Task brief: Retype, without any change, the first line of the records and every line after it through the one containing "use std::fs;".

• • • • •

// File: ./src/config.rs
// Handles configuration loading, saving, and defaults.
use crate::context::AppContext;
use crate::model::Stage;
use crate::storage::LocalStorage;
use anyhow::{Error, Result};
use chrono::Duration;
use serde::{Deserialize, Serialize};
use std::fs;

pub const DEFAULT_DELETE_DELAY_MS: u64 = 1000;
pub const DEFAULT_BLOCK_LANGUAGE: &str = "todo";

const DEFAULT_TODO_TITLE: &str = "To do";
const DEFAULT_IN_PROGRESS_TITLE: &str = "In progress";
const DEFAULT_DONE_TITLE: &str = "Done";

fn default_todo_title() -> String {
    DEFAULT_TODO_TITLE.to_string()
}
fn default_in_progress_title() -> String {
    DEFAULT_IN_PROGRESS_TITLE.to_string()
}
fn default_done_title() -> String {
    DEFAULT_DONE_TITLE.to_string()
}

fn default_delete_delay_ms() -> u64 {
    DEFAULT_DELETE_DELAY_MS
}

fn default_block_language() -> String {
    DEFAULT_BLOCK_LANGUAGE.to_string()
}

#[derive(Deserialize, Serialize, Clone, Debug, PartialEq, Eq)]
pub struct ColumnNames {
    #[serde(default = "default_todo_title")]
    pub todo: String,
    #[serde(default = "default_in_progress_title")]
    pub in_progress: String,
    #[serde(default = "default_done_title")]
    pub done: String,
}

impl Default for ColumnNames {
    fn default() -> Self {
        Self {
            todo: default_todo_title(),
            in_progress: default_in_progress_title(),
            done: default_done_title(),
        }
    }
}

impl ColumnNames {
    /// Column title for `stage`. A blank configured name falls back to the default.
    pub fn title(&self, stage: Stage) -> &str {
        let (configured, fallback) = match stage {
            Stage::Todo => (&self.todo, DEFAULT_TODO_TITLE),
            Stage::InProgress => (&self.in_progress, DEFAULT_IN_PROGRESS_TITLE),
            Stage::Done => (&self.done, DEFAULT_DONE_TITLE),
        };
        if configured.trim().is_empty() {
            fallback
        } else {
            configured
        }
    }
}

#[derive(Deserialize, Serialize, Clone, Debug, PartialEq, Eq)]
pub struct Config {
    #[serde(default)]
    pub column_names: ColumnNames,
    #[serde(default)]
    pub center_board: bool,
    /// How long a dragged card must stay off the board before release deletes it.
    #[serde(default = "default_delete_delay_ms")]
    pub delete_delay_ms: u64,
    /// Info string of the fenced blocks rendered as boards.
    #[serde(default = "default_block_language")]
    pub block_language: String,
}

impl Default for Config {
    fn default() -> Self {
        Self {
            column_names: ColumnNames::default(),
            center_board: false,
            delete_delay_ms: DEFAULT_DELETE_DELAY_MS,
            block_language: default_block_language(),
        }
    }
}

impl Config {
    pub fn delete_delay(&self) -> Duration {
        Duration::milliseconds(i64::try_from(self.delete_delay_ms).unwrap_or(i64::MAX))
    }

    /// Load the configuration from disk using an explicit context.
    /// Returns a contextualized error if reading or parsing fails.
    pub fn load(ctx: &dyn AppContext) -> Result<Self> {
        let path = ctx.get_config_file_path()?;

        if !path.exists() {
            return Err(anyhow::anyhow!("Config file not found"));
        }

        let contents = fs::read_to_string(&path).map_err(|e| {
            anyhow::anyhow!("Failed to read config file '{}': {}", path.display(), e)
        })?;

        let config: Config = toml::from_str(&contents).map_err(|e| {
            anyhow::anyhow!("Failed to parse config file '{}': {}", path.display(), e)
        })?;

        Ok(config)
    }

    /// Like [`Config::load`], but a missing file yields the defaults.
    pub fn load_or_default(ctx: &dyn AppContext) -> Result<Self> {
        match Self::load(ctx) {
            Ok(cfg) => Ok(cfg),
            Err(e) if Self::is_missing_config_error(&e) => {
                log::debug!("No config file, using defaults");
                Ok(Self::default())
            }
            Err(e) => Err(e),
        }
    }

    /// Whether an error from [`Config::load`] means the file was simply absent.
    pub fn is_missing_config_error(err: &Error) -> bool {
        if err.to_string().contains("Config file not found") {
            return true;
        }

        for cause in err.chain() {
            if let Some(io_err) = cause.downcast_ref::<std::io::Error>()
                && io_err.kind() == std::io::ErrorKind::NotFound
            {
                return true;
            }
        }

        false
    }

    /// Save configuration using an explicit context.
    pub fn save(&self, ctx: &dyn AppContext) -> Result<()> {
        let path = ctx.get_config_file_path()?;
        LocalStorage::with_lock(&path, || {
            let toml_str = toml::to_string_pretty(self)?;
            LocalStorage::atomic_write(&path, toml_str)?;
            Ok(())
        })?;
        Ok(())
    }
}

• • • • •

Exercise response:
// File: ./src/config.rs
// Handles configuration loading, saving, and defaults.
use crate::context::AppContext;
use crate::model::Stage;
use crate::storage::LocalStorage;
use anyhow::{Error, Result};
use chrono::Duration;
use serde::{Deserialize, Serialize};
use std::fs;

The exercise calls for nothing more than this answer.